Are you still trying to figure out the answer to that question, irregardless of your age? Can we find out the answer to that question from classic literature? After all—the classic literature poses that question. In the Hillsdale Classic Literature course that I posted about in my last blog, I did a study on Alice In Wonderland.

The question: Who Are You? seems to be the theme of the book. Without taking the course and listening to the video of Daniel B. Coupland’s lecture on the subject, there are so many things I could not have figured out just from reading the book alone.

First of all we have to know a little about the author, Lewis Carroll. He was a deacon in his church and a professor of mathematics. He had a stammer in his speech patterns. He got along well with children and felt most comfortable as he made up stories for them to enjoy. Mark Twain said of him “…he was the stillest and the shyest full-grown man I have ever met….”

There is social pressure on all of us to act in a certain way from childhood to adulthood and Lewis brings that issue to light throughout the story of “Alice”. The book shows how strange the adult world seems to children. As Daniel Coupland points out, it gives both adults and children an “unsettled feeling” as you read the story.

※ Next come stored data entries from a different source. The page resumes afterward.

pub mod app;
pub mod cache;
pub mod config;
pub mod error;
pub mod metrics;
pub mod models;
pub mod routing;
pub mod store;
pub mod web;
pub mod yate;

pub use error::RoutingError;
pub type Result<T> = std::result::Result<T, RoutingError>;
use crate::routing::RoutingResult;
use std::collections::BTreeMap;

#[derive(Debug, thiserror::Error, PartialEq)]
pub enum ProtocolError {
    #[error("malformed line: {0}")]
    Malformed(String),
    #[error("invalid escape sequence in {0}")]
    BadEscape(String),
}

/// Engine-module escaping: `%` doubles, `:` and control characters are
/// shifted up by 64 behind a `%`.
pub fn escape(input: &str) -> String {
    let mut out = String::with_capacity(input.len());
    for ch in input.chars() {
        match ch {
            '%' => out.push_str("%%"),
            c if c == ':' || (c as u32) < 32 => {
                out.push('%');
                out.push(((c as u8) + 64) as char);
            }
            c => out.push(c),
        }
    }
    out
}

pub fn unescape(input: &str) -> Result<String, ProtocolError> {
    let mut out = String::with_capacity(input.len());
    let mut chars = input.chars();
    while let Some(ch) = chars.next() {
        if ch != '%' {
            out.push(ch);
            continue;
        }
        match chars.next() {
            Some('%') => out.push('%'),
            Some(c) if (c as u32) >= 64 && (c as u32) < 128 => {
                out.push(((c as u8) - 64) as char);
            }
            _ => return Err(ProtocolError::BadEscape(input.to_string())),
        }
    }
    Ok(out)
}

/// One engine message, as carried on a `%%>message` / `%%<message` line.
#[derive(Debug, Clone, PartialEq)]
pub struct Message {
    pub id: String,
    pub time: String,
    pub name: String,
    pub retvalue: String,
    pub params: BTreeMap<String, String>,
}

impl Message {
    pub fn param(&self, key: &str) -> Option<&str> {
        self.params.get(key).map(String::as_str)
    }

    pub fn set_param(&mut self, key: impl Into<String>, value: impl Into<String>) {
        self.params.insert(key.into(), value.into());
    }

    /// Encode the answer line for this message.
    pub fn answer(&self, processed: bool) -> String {
        let mut line = format!(
            "%%<message:{}:{}:{}:{}",
            escape(&self.id),
            processed,
            escape(&self.name),
            escape(&self.retvalue)
        );
        for (key, value) in &self.params {
            line.push(':');
            line.push_str(&escape(key));
            line.push('=');
            line.push_str(&escape(value));
        }
        line
    }
}

/// Lines the daemon cares about on the engine channel.
#[derive(Debug, PartialEq)]
pub enum Incoming {
    Message(Message),
    InstallReply { name: String, success: bool },
    Other(String),
}

pub fn parse_line(line: &str) -> Result<Incoming, ProtocolError> {
    if let Some(rest) = line.strip_prefix("%%>message:") {
        let mut fields = rest.splitn(4, ':');
        let id = next_field(&mut fields, line)?;
        let time = next_field(&mut fields, line)?;
        let name = next_field(&mut fields, line)?;
        let tail = fields.next().unwrap_or_default();
        let mut tail_fields = tail.split(':');
        let retvalue = match tail_fields.next() {
            Some(raw) => unescape(raw)?,
            None => String::new(),
        };
        let mut params = BTreeMap::new();
        for word in tail_fields {
            let word = unescape(word)?;
            match word.split_once('=') {
                Some((key, value)) => params.insert(key.to_string(), value.to_string()),
                None => params.insert(word, String::new()),
            };
        }
        return Ok(Incoming::Message(Message {
            id,
            time,
            name,
            retvalue,
            params,
        }));
    }
    if let Some(rest) = line.strip_prefix("%%<install:") {
        let mut fields = rest.split(':');
        let _priority = fields.next();
        let name = match fields.next() {
            Some(raw) => unescape(raw)?,
            None => return Err(ProtocolError::Malformed(line.to_string())),
        };
        let success = fields.next() == Some("true");
        return Ok(Incoming::InstallReply { name, success });
    }
    Ok(Incoming::Other(line.to_string()))
}

fn next_field(fields: &mut std::str::SplitN<'_, char>, line: &str) -> Result<String, ProtocolError> {
    fields
        .next()
        .ok_or_else(|| ProtocolError::Malformed(line.to_string()))
        .and_then(|raw| unescape(raw))
}

/// Handler installation line for a message name at a priority.
pub fn install_line(priority: u32, name: &str) -> String {
    format!("%%>install:{}:{}", priority, escape(name))
}

/// Merge a routing result into the message to answer: the result's global
/// parameters ride on the message itself; forks become `callto.<n>`
/// parameter sets, per-target parameters only where they differ from the
/// global value.
pub fn apply_routing_result(msg: &mut Message, result: &RoutingResult) {
    let global = result.target().params.clone();
    msg.params.extend(global.clone());
    match result {
        RoutingResult::Simple { target } => {
            msg.retvalue = target.target.clone();
        }
        RoutingResult::Fork { fork_targets, .. } => {
            msg.retvalue = "fork".to_string();
            for (i, target) in fork_targets.iter().enumerate() {
                let prefix = format!("callto.{}", i + 1);
                msg.params.insert(prefix.clone(), target.target.clone());
                for (key, value) in &target.params {
                    if global.get(key) != Some(value) {
                        msg.params
                            .insert(format!("{}.{}", prefix, key), value.clone());
                    }
                }
            }
        }
    }
}

#[cfg(test)]
mod tests {
    use super::*;
    use crate::routing::CallTarget;

    #[test]
    fn test_escape_roundtrip() {
        let raw = "sip/sip:2001@dect with 100% uptime\nnext";
        let escaped = escape(raw);
        assert!(!escaped.contains(':'));
        assert!(!escaped.contains('\n'));
        assert_eq!(unescape(&escaped).unwrap(), raw);
        assert_eq!(escape(":"), "%z");
        assert_eq!(unescape("%z").unwrap(), ":");
        assert!(unescape("%5").is_err());
    }

    #[test]
    fn test_parse_message_line() {
        let line = "%%>message:0x7f:1605000000:call.route::caller=4748:called=2000:billid=12-34";
        match parse_line(line).unwrap() {
            Incoming::Message(msg) => {
                assert_eq!(msg.id, "0x7f");
                assert_eq!(msg.name, "call.route");
                assert_eq!(msg.retvalue, "");
                assert_eq!(msg.param("caller"), Some("4748"));
                assert_eq!(msg.param("called"), Some("2000"));
                assert_eq!(msg.param("billid"), Some("12-34"));
            }
            other => panic!("unexpected parse: {:?}", other),
        }
    }

    #[test]
    fn test_parse_install_reply() {
        assert_eq!(
            parse_line("%%<install:90:call.route:true").unwrap(),
            Incoming::InstallReply {
                name: "call.route".to_string(),
                success: true
            }
        );
    }

    #[test]
    fn test_answer_encoding_escapes_values() {
        let mut msg = Message {
            id: "0x7f".to_string(),
            time: "0".to_string(),
            name: "call.route".to_string(),
            retvalue: "sip/sip:2004@dect".to_string(),
            params: BTreeMap::new(),
        };
        msg.set_param("calledname", "PoC BeF");
        let line = msg.answer(true);
        assert!(line.starts_with("%%<message:0x7f:true:call.route:sip/sip%z2004@dect"));
        assert!(line.ends_with(":calledname=PoC BeF"));
    }

    #[test]
    fn test_apply_fork_result_suppresses_global_params() {
        let mut shared = CallTarget::new("lateroute/stage1-abc-1");
        shared.set("x_eventphone_id", "abc");
        let mut child = CallTarget::new("lateroute/2042");
        child.set("x_eventphone_id", "abc");
        child.set("eventphone_stage2", "1");
        let result = RoutingResult::Fork {
            target: shared,
            fork_targets: vec![child, CallTarget::new("|drop=20")],
        };
        let mut msg = Message {
            id: "1".to_string(),
            time: "0".to_string(),
            name: "call.route".to_string(),
            retvalue: String::new(),
            params: BTreeMap::new(),
        };
        apply_routing_result(&mut msg, &result);
        assert_eq!(msg.retvalue, "fork");
        assert_eq!(msg.param("x_eventphone_id"), Some("abc"));
        assert_eq!(msg.param("callto.1"), Some("lateroute/2042"));
        assert_eq!(msg.param("callto.1.eventphone_stage2"), Some("1"));
        // shared with the global set, so not repeated per target
        assert_eq!(msg.param("callto.1.x_eventphone_id"), None);
        assert_eq!(msg.param("callto.2"), Some("|drop=20"));
    }

    #[test]
    fn test_apply_simple_result() {
        let mut target = CallTarget::new("lateroute/2005");
        target.set("eventphone_stage2", "1");
        let result = RoutingResult::Simple { target };
        let mut msg = Message {
            id: "2".to_string(),
            time: "0".to_string(),
            name: "call.route".to_string(),
            retvalue: String::new(),
            params: BTreeMap::new(),
        };
        apply_routing_result(&mut msg, &result);
        assert_eq!(msg.retvalue, "lateroute/2005");
        assert_eq!(msg.param("eventphone_stage2"), Some("1"));
    }
}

Mr. Coupland tells that home and childhood is represented by what is above ground. Adulthood is represented down the rabbit hole and the encounters with characters there. Lewis plays with big and small to represent ages.

Once down the rabbit hole, Alice finds a fan and gloves that symbolize an adult female. She fans herself, trying to live in an adult world and do adult things. How queer everything was today, as an adult. Did she change overnight? Had she taken on the character of one of her classmates and now become them? (Do we emulate others to try to fit in their world?) Alice asks “Who in the world am I?” (page 18) Do you find yourself asking that question when you do something out of the ordinary for who you think you are?

Alice is ordered around by mice and rabbits as children are ordered around, but as adult Alice, she is ordered around even while down the rabbit hole. How do you feel about being ordered around as an adult?

I enjoyed the lecture on chapter 5 titled “Advice From A Caterpillar. From the lecture, Mr. Coupland proposes this chapter is about education. He points out that even the artist (Sir John Tenniel) recognized the theme of the chapter and painted the caterpillar to have no clothes on, only what was recognized during that time period as “academic sleeves.” The caterpillar, in a young state as he has not matured into a butterfly yet, poses questions and argues but does not give any answers. He asks Alice at the beginning of their conversation and again after a short conversation… “Who are you?” Is this what our educational system has become? Being taught by the young and inexperienced, asking the question, Who Are You?, and yet having no real answers to that question? Is that what Lewis Carroll saw in the educational system of his day?

In the last chapter of the book we see the courtroom scene. The Queen of Hearts has repeatedly asked for the heads of anyone who opposes her. There is some thought as this could be a reference to Alice’s real mother. Do you know someone like this? Someone who wants to take your head off for any small opinion you may venture to give?

Alice leaves the stage at the end of the trial, as she awakes from what she found to be a “curious dream”. The book ends in Alice’s sister’s point of view. Her sister, in a dream state, recalls the characters Alice introduced her to from her imaginary trip down the rabbit hole and does not want to open her eyes and see the world as it is because then it “would change to dull reality” (p. 100). It was important to Alice’s older sister to learn how to “keep, through all her riper years, the simple and loving heart of her childhood” (p. 101). To do this she had to remember “her own child-life, and the happy summer days.” (p. 101)

The amazing thing that I am finding while learning about classic literature is… the authors went very deep with questions that embrace our heart issues. The idea of adulthood becoming “dull reality.” The imaginations of childhood leaving us. We let people younger and with less experience than us (the caterpillar), lead us on how to think, questioning everything about our lives and how we are living them. And, every person I know generally has a Queen of Hearts character living life with them in some form or shape who wants to tell them what to do, and they had better obey, or they will “take their heads off” with a barrage of verbiage.

What do these type books teach us in the end? Get out of the rabbit hole and go have a cup of tea?

Maybe the better question to ask than Who are you?–— IS— Whose are you?

That answer is found in the pages of another book:

“I will praise thee; for I am fearfully and wonderfully made: marvellous are thy works; and that my soul knoweth right well.” Psalm 139:14

What is the most important thing that you have ever learned from classic literature that you have taken with you through life?